On l’a souvent martelé[5], la crédibilité tout comme la popularité ne se décrètent pas. Elles se construisent dans le temps sur des résultats tangibles, et ressentis de tous, ce qui participe à la construction de la réputation du politique.

Tenter de manipuler l’économie par des mesures de pouvoir d’achat opportunistes ou des effets d’annonce non sincères, touten clamant l’inverse, reste contreproductif, car cela précipite le politique dans la spirale infernale de la défiance (ce que nombre de gouvernants ont expérimenté sans que cela ne serve de leçon à leurs successeurs). Tout au mieux, une redistribution « tactique » ne fera-t-elle que freiner la chute sans vraiment l’arrêter. A terme, celle-ci aura de surcroît un coût budgétaire et fiscal, voire un coût social, exorbitants pour un gain politique souvent faible. Pour preuve, et à bien y penser, la relance du 10 décembre 2018 aura coûté au minimum 2 milliards d’euros pour chaque point de satisfaction gagné par Emmanuel Macron.

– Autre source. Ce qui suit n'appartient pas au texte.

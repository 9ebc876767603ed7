pub mod fmt;
pub mod option;
pub mod result;

#[cfg(test)]
pub mod alloc;
#[cfg(test)]
pub mod panic;
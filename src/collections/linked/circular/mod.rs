//! A module containing [`CircularList`] and its borrowed iterator.
//!
//! [`CircularList`] is also re-exported under the parent module.

mod circular_list;
mod iter;
mod node;

pub use circular_list::*;
pub use iter::*;
pub(crate) use node::*;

Jean-Paul Sartre l’avait évoqué. « La confiance de gagne en gouttes, et se perd en litres ». La popularité, pour sa part, ne saurait s’acheter, elle se mérite. Et il va falloir qu’un jour les politiques l’acceptent et l’intègrent dans leurs comportements pour le plus grand bien de leur crédibilité et de la démocratie élective.


[1] Frey modélise ceci sous la forme d’une fonction de popularité.

[2] Il s’agit de la fonction dite de « réaction » du gouvernement.

[3]En septembre 2018, un sondage Elabe, indiquait par exemple que 75% des français ne croyaient pas aux baisses d’impôts.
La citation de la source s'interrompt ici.